The accountabilities of the occupying power that predate the transfer of
government must be restored to the frontline of debates. Among them:
1. The wanton disregard for life and human dignity shown by recent
revelations of death, torture, sexual abuse and humiliation suffered by
Iraqi prisoners in the hands of their American jailers.
2. The rising death toll among Iraqi civilians, especially women and
children, foreign workers, Iraqi insurgents, and Coalition Forces.
3. The millions of dollars in war profits made by U.S. corporations
from military contracts and the ongoing reconstruction of Iraq amidst
staggering poverty and unemployment among the Iraqi population
Iraq's transition to self-rule will be genuine only if the following
conditions are met:
1. Relinquishment of all political, military and economic control of
Iraq by the U.S. and its allies, and the immediate, complete and
unconditional withdrawal of all foreign forces and facilities from Iraq.
2. Immediate and unconditional end to all military offensives by the
U.S.-led coalition against the people of Fallujah and Najaf and other areas
of Iraqi resistance.
3. Full ownership by the Iraqi people of the political process of
transition to self-rule.
The foreign meddlers of Iraqi affairs now find themselves in a quagmire that
has claimed thousands of lives and put to waste billions of dollars in war
profiteering.

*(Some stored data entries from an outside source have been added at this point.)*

use crate::error::{Result, UvalueError};
use serde::{Deserialize, Serialize};
use std::fmt;
use std::str::FromStr;

/// Kind of envelope element being composed
#[derive(Debug, Clone, Copy, PartialEq, Eq, Hash, Default, Serialize, Deserialize)]
pub enum AssemblyType {
    #[default]
    #[serde(rename = "wall")]
    Wall,

    /// Roof with upward heat flow
    #[serde(rename = "roof_up")]
    RoofUp,
}

impl AssemblyType {
    pub const ALL: [AssemblyType; 2] = [AssemblyType::Wall, AssemblyType::RoofUp];

    /// Key used on the wire and in query strings
    pub fn as_str(&self) -> &'static str {
        match self {
            AssemblyType::Wall => "wall",
            AssemblyType::RoofUp => "roof_up",
        }
    }

    pub fn label(&self) -> &'static str {
        match self {
            AssemblyType::Wall => "Wall",
            AssemblyType::RoofUp => "Roof",
        }
    }
}

impl fmt::Display for AssemblyType {
    fn fmt(&self, f: &mut fmt::Formatter<'_>) -> fmt::Result {
        f.write_str(self.as_str())
    }
}

impl FromStr for AssemblyType {
    type Err = UvalueError;

    fn from_str(s: &str) -> Result<Self> {
        match s.trim().to_lowercase().as_str() {
            "wall" => Ok(AssemblyType::Wall),
            "roof_up" | "roof" | "roof-up" => Ok(AssemblyType::RoofUp),
            other => Err(UvalueError::ConfigInvalid {
                key: "assembly".to_string(),
                reason: format!("Unknown assembly type: {}. Use wall or roof_up", other),
            }),
        }
    }
}

#[cfg(test)]
mod tests {
    use super::*;

    #[test]
    fn test_parse_assembly_type() {
        assert_eq!("wall".parse::<AssemblyType>().unwrap(), AssemblyType::Wall);
        assert_eq!("ROOF_UP".parse::<AssemblyType>().unwrap(), AssemblyType::RoofUp);
        assert_eq!("roof".parse::<AssemblyType>().unwrap(), AssemblyType::RoofUp);
        assert!("floor".parse::<AssemblyType>().is_err());
    }

    #[test]
    fn test_wire_keys() {
        assert_eq!(serde_json::to_string(&AssemblyType::RoofUp).unwrap(), "\"roof_up\"");
        let parsed: AssemblyType = serde_json::from_str("\"wall\"").unwrap();
        assert_eq!(parsed, AssemblyType::Wall);
        assert_eq!(AssemblyType::RoofUp.label(), "Roof");
    }
}
//! uvalue session - Calculation lifecycle for a single design session
//!
//! This crate owns the working design for a session and drives it through
//! validation, submission, autosave and shared-link hydration.

pub mod context;
pub mod lifecycle;
pub mod share;

// Re-export main types
pub use context::{SessionContext, WarmState};
pub use lifecycle::{
    CalcState, CalculationReport, Completion, DesignController, FilmsQuery, HydrationOutcome,
    PendingCalculation, PendingSave, SaveOutcome,
};
pub use share::{parse_share_param, share_locator, SHARE_PARAM};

The violence and widespread resistance now raging in Iraq are
not merely offshoots of poor strategy on the part of the coalition
invaders. These are deeply rooted and indeed are natural outcomes of the
unjust and self-serving ends of U.S. military aggression that seeks not to
liberate people from terror but to impose the U.S. government's imperial
agenda upon the world. An end to the senseless violence gripping this
country and the genuine liberation of its people are urgent tasks for the
peace movement. The peace agenda is always urgent for as long as threats to
life and the integrity of creation persist.